I often joke with my husband that we should start a blog with the tagline, “Our Life in Bumper Stickers”, outlining all the crazy one liners that we hear on a daily basis. One liners that, on a bumper sticker and out of context, would have people scratching their heads. On a recent road trip here are a few that the kids uttered that we thought would qualify. “Can I see if I color my eye?” “Can I be dead then?” and “Read or you’re going to jail!”

My husband and I found ourselves alone for a few hours this past Friday afternoon. Our daughter was in school. Our son was napping. My husband was home from work to oversee the construction of a fire pit for our newly acquired pig spit. That is another story all together. So, with an afternoon ahead of us he hinted at some “private” time while I asked if he wanted to bake biscotti. He told me that should be on a bumper sticker. The biscotti won out. I’m not sure what that says about us as a couple.

Although the kids and I have experimented and made hundreds of different biscotti, my husband serves only as the in-house taste-tester. He has never made biscotti.  We (me actually) thought it would fun for him to try his hand at making biscotti.

While he chopped figs, I asked if he wanted this or that in the bowl, then measured and mixed the ingredients. Then I kneaded the biscotti. He added the figs. I kneaded some more. Then I shaped the logs. He made an egg wash and then added a thick layer of sugar on top.
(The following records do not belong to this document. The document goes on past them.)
//! CLI output formatting tests.
//!
//! These tests verify that CLI output is correctly formatted for both
//! text and JSON output modes.

use super::{ProviderRow, ProviderSource, StatusRow};
use chrono::{DateTime, NaiveDate, TimeZone, Utc};
use coderelay_core::{ErrorKind, Usage};
use coderelay_router::{Attempt, RouteError, RouteResponse};
use coderelay_store::{ErrorRecord, ProviderState};
use std::time::Duration;

fn now() -> DateTime<Utc> {
    Utc.with_ymd_and_hms(2026, 3, 10, 12, 0, 0).unwrap()
}

fn today() -> NaiveDate {
    NaiveDate::from_ymd_opt(2026, 3, 10).unwrap()
}

fn response_after_failover() -> RouteResponse {
    RouteResponse {
        provider: "codex".to_string(),
        text: "done".to_string(),
        usage: Some(Usage {
            input_tokens: 1200,
            output_tokens: 300,
            ..Usage::default()
        }),
        attempts: vec![
            Attempt::failure("claude", ErrorKind::RateLimit, "429", Duration::from_millis(200)),
            Attempt::success("codex", Duration::from_millis(1800)),
        ],
        duration: Duration::from_millis(2000),
    }
}

fn exhausted() -> RouteError {
    RouteError::Exhausted {
        attempts: vec![
            Attempt::skipped("claude", ErrorKind::OutOfCredits, "cooling down"),
            Attempt::failure("codex", ErrorKind::Transient, "connection reset", Duration::ZERO),
        ],
    }
}

fn status_row() -> StatusRow {
    let mut state = ProviderState::new(today());
    state.requests_today = 4;
    state.tokens_saved_today = 2500;
    state.total_tokens_saved = 1_200_000;
    StatusRow {
        id: "claude".to_string(),
        state,
        daily_limit: Some(50),
    }
}

fn provider_row(installed: bool) -> ProviderRow {
    ProviderRow {
        id: "aider".to_string(),
        display_name: "Aider".to_string(),
        binary: "aider".to_string(),
        source: ProviderSource::Configured,
        installed,
        streaming: false,
    }
}

mod text_formatter_tests {
    use super::super::text::TextFormatter;
    use super::*;

    #[test]
    fn test_route_footer() {
        let formatter = TextFormatter::new(false);
        let footer = formatter.format_route_footer(&response_after_failover());

        assert!(footer.contains("via codex"));
        assert!(footer.contains("2.0s"));
        assert!(footer.contains("1.5K tokens"));
        assert!(footer.contains("1 failover"));
        assert!(!footer.contains("failovers"));
    }

    #[test]
    fn test_route_footer_no_usage() {
        let formatter = TextFormatter::new(false);
        let mut response = response_after_failover();
        response.usage = None;
        response.attempts.remove(0);

        let footer = formatter.format_route_footer(&response);
        assert!(!footer.contains("tokens"));
        assert!(!footer.contains("failover"));
    }

    #[test]
    fn test_exhausted_lists_every_attempt() {
        let formatter = TextFormatter::new(false);
        let output = formatter.format_route_error(&exhausted());

        assert!(output.starts_with("Error: all providers failed"));
        assert!(output.contains("claude"));
        assert!(output.contains("OUT_OF_CREDITS cooling down"));
        assert!(output.contains("TRANSIENT connection reset"));
        assert_eq!(output.lines().count(), 3);
    }

    #[test]
    fn test_rejected_names_provider() {
        let formatter = TextFormatter::new(false);
        let output = formatter.format_route_error(&RouteError::Rejected {
            provider: "gemini".into(),
            kind: ErrorKind::Unauthorized,
            message: "invalid API key".into(),
        });

        assert_eq!(
            output,
            "Error: gemini rejected the request (UNAUTHORIZED): invalid API key"
        );
    }

    #[test]
    fn test_failover_notice() {
        let formatter = TextFormatter::new(false);
        let output = formatter.format_failover("claude", ErrorKind::RateLimit, "slow down");
        assert!(output.contains("claude failed (RATE_LIMIT): slow down"));
    }

    #[test]
    fn test_candidates_numbered() {
        let formatter = TextFormatter::new(false);
        let output = formatter.format_candidates(&["claude".into(), "codex".into()]);
        assert_eq!(output, " 1. claude\n 2. codex");
    }

    #[test]
    fn test_status_ready() {
        let formatter = TextFormatter::new(false);
        let output = formatter.format_status(&status_row(), now());

        assert!(output.starts_with("claude (ready)"));
        assert!(output.contains("Requests today: 4/50"));
        assert!(output.contains("2.5K today, 1.2M total"));
        assert!(!output.contains("Last error"));
    }

    #[test]
    fn test_status_cooling_down() {
        let formatter = TextFormatter::new(false);
        let mut row = status_row();
        row.daily_limit = None;
        row.state.out_of_credits_until = Some(now() + chrono::Duration::minutes(45));
        row.state.push_error(ErrorRecord {
            at: now(),
            message: "RATE_LIMIT: 429".to_string(),
        });

        let output = formatter.format_status(&row, now());
        assert!(output.contains("cooling down, back in 45 minutes"));
        assert!(output.contains("Requests today: 4\n"));
        assert!(output.contains("Last error:     RATE_LIMIT: 429"));
    }

    #[test]
    fn test_provider_line() {
        let formatter = TextFormatter::new(false);

        let installed = formatter.format_provider_line(&provider_row(true));
        assert!(installed.contains("Aider ✓"));
        assert!(installed.contains("config"));

        let missing = formatter.format_provider_line(&provider_row(false));
        assert!(missing.contains("Aider −"));
    }

    #[test]
    fn test_no_colors_when_disabled() {
        let formatter = TextFormatter::new(false);
        let output = formatter.format_route_error(&exhausted());
        assert!(!output.contains("\x1b["));
    }

    #[test]
    fn test_colors_when_enabled() {
        let formatter = TextFormatter::new(true);
        let output = formatter.format_route_error(&exhausted());
        assert!(output.contains("\x1b[31m"));
    }
}

mod json_formatter_tests {
    use super::super::json::JsonFormatter;
    use super::*;
    use coderelay_router::RouteEvent;
    use serde_json::Value;

    fn parse(s: &str) -> Value {
        serde_json::from_str(s).unwrap()
    }

    #[test]
    fn test_response_shape() {
        let formatter = JsonFormatter::new(false);
        let value = parse(&formatter.format_response(&response_after_failover()).unwrap());

        assert_eq!(value["provider"], "codex");
        assert_eq!(value["text"], "done");
        assert_eq!(value["durationMs"], 2000);
        assert_eq!(value["attempts"][0]["kind"], "RATE_LIMIT");
        assert_eq!(value["attempts"][0]["success"], false);
        assert_eq!(value["attempts"][1]["success"], true);
        assert!(value["attempts"][1].get("kind").is_none());
    }

    #[test]
    fn test_exhausted_shape() {
        let formatter = JsonFormatter::new(false);
        let value = parse(&formatter.format_route_error(&exhausted()).unwrap());

        assert_eq!(value["kind"], "TRANSIENT");
        assert_eq!(value["attempts"][0]["skipped"], true);
        assert!(value["error"].as_str().unwrap().starts_with("All providers failed"));
        assert!(value.get("provider").is_none());
    }

    #[test]
    fn test_rejected_shape() {
        let formatter = JsonFormatter::new(false);
        let value = parse(
            &formatter
                .format_route_error(&RouteError::Rejected {
                    provider: "claude".into(),
                    kind: ErrorKind::ContextLength,
                    message: "prompt is too long".into(),
                })
                .unwrap(),
        );

        assert_eq!(value["provider"], "claude");
        assert_eq!(value["kind"], "CONTEXT_LENGTH");
        assert!(value.get("attempts").is_none());
    }

    #[test]
    fn test_event_tags() {
        let formatter = JsonFormatter::new(false);

        let failover = parse(
            &formatter
                .format_event(&RouteEvent::Failover {
                    provider: "claude".into(),
                    kind: ErrorKind::OutOfCredits,
                    message: "quota exceeded".into(),
                })
                .unwrap(),
        );
        assert_eq!(failover["event"], "failover");
        assert_eq!(failover["kind"], "OUT_OF_CREDITS");

        let complete = parse(
            &formatter
                .format_event(&RouteEvent::Complete(response_after_failover()))
                .unwrap(),
        );
        assert_eq!(complete["event"], "complete");
        assert_eq!(complete["provider"], "codex");

        let failed = parse(&formatter.format_event(&RouteEvent::Failed(RouteError::Aborted)).unwrap());
        assert_eq!(failed["event"], "failed");
    }

    #[test]
    fn test_status_single_is_object() {
        let formatter = JsonFormatter::new(false);
        let value = parse(&formatter.format_status(&[status_row()], now()).unwrap());

        assert!(value.is_object());
        assert_eq!(value["provider"], "claude");
        assert_eq!(value["requestsToday"], 4);
        assert_eq!(value["dailyLimit"], 50);
        assert_eq!(value["coolingDown"], false);
        assert!(value["outOfCreditsUntil"].is_null());
        assert_eq!(value["totalTokensSaved"], 1_200_000);
    }

    #[test]
    fn test_status_many_is_array() {
        let formatter = JsonFormatter::new(false);
        let mut cooling = status_row();
        cooling.id = "codex".into();
        cooling.state.out_of_credits_until = Some(now() + chrono::Duration::hours(1));

        let value = parse(&formatter.format_status(&[status_row(), cooling], now()).unwrap());
        let rows = value.as_array().unwrap();
        assert_eq!(rows.len(), 2);
        assert_eq!(rows[1]["coolingDown"], true);
        assert_eq!(rows[1]["outOfCreditsUntil"], "2026-03-10T13:00:00+00:00");
    }

    #[test]
    fn test_providers_shape() {
        let formatter = JsonFormatter::new(false);
        let value = parse(&formatter.format_providers(&[provider_row(false)]).unwrap());

        assert_eq!(value[0]["id"], "aider");
        assert_eq!(value[0]["displayName"], "Aider");
        assert_eq!(value[0]["source"], "config");
        assert_eq!(value[0]["installed"], false);
    }
}
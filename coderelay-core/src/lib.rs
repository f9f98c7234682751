// Lint configuration for this crate
#![warn(missing_docs)]
#![warn(clippy::all)]
#![warn(clippy::pedantic)]
#![allow(clippy::module_name_repetitions)]
#![allow(clippy::must_use_candidate)]

//! # `CodeRelay` Core
//!
//! Core types, error taxonomy, and the provider contract shared by every
//! other `CodeRelay` crate:
//!
//! - Request/response models and the provider event stream
//! - The error-kind taxonomy and the failure classifier
//! - Configuration document types
//! - The [`Provider`] trait and per-invocation options
//! - A [`Clock`] abstraction for time-dependent state
//!
//! ## Key Types
//!
//! ### Requests
//! - [`CodingRequest`] - Prompt, mode, optional provider pin, context files
//! - [`ProviderResponse`] - Normalized result of a successful invocation
//! - [`ProviderEvent`] - One item of a streamed invocation
//!
//! ### Failures
//! - [`ErrorKind`] - Closed taxonomy driving failover decisions
//! - [`ErrorClassifier`] - Ordered substring table plus status/exit rules
//! - [`ProviderError`] - What an invocation returns on failure
//!
//! ### Configuration
//! - [`AppConfig`] - Routing order, launch configs, credit policies

pub mod classify;
pub mod clock;
pub mod config;
pub mod error;
pub mod models;
pub mod traits;

// Re-export error types
pub use error::{CoreError, EXIT_COMMAND_NOT_FOUND, FailureContext, ProviderError};

// Re-export all model types
pub use models::{
    // Provider description
    Capability,
    ProviderInfo,
    // Requests
    CodingRequest,
    DEFAULT_MODE,
    GenerationParams,
    // Responses
    ProviderEvent,
    ProviderResponse,
    Usage,
    // Failures
    ErrorKind,
};

pub use classify::{ErrorClassifier, ErrorPattern, classify_http_status};
pub use clock::{Clock, ManualClock, SystemClock};
pub use config::{
    AppConfig, CreditPolicy, CreditsConfig, LaunchConfig, OutputFormat, PromptStyle,
    RoutingConfig,
};

// Re-export traits
pub use traits::{DEFAULT_MAX_OUTPUT_BYTES, InvokeOptions, Provider, ProviderEventStream};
And since they are technically “his” biscotti, he wanted them baked only once to keep them soft. We made them yesterday. One of the biscotti logs is still sitting on the cooling rack on the counter. I’m not sure what he plans to do with it next. I took the other and sliced it extra thin and twice baked the biscotti. I figured I did half the work, I am entitled to half the end product. I think he is more of a visionary than an implementation kind of guy. But “his” biscotti are delicious.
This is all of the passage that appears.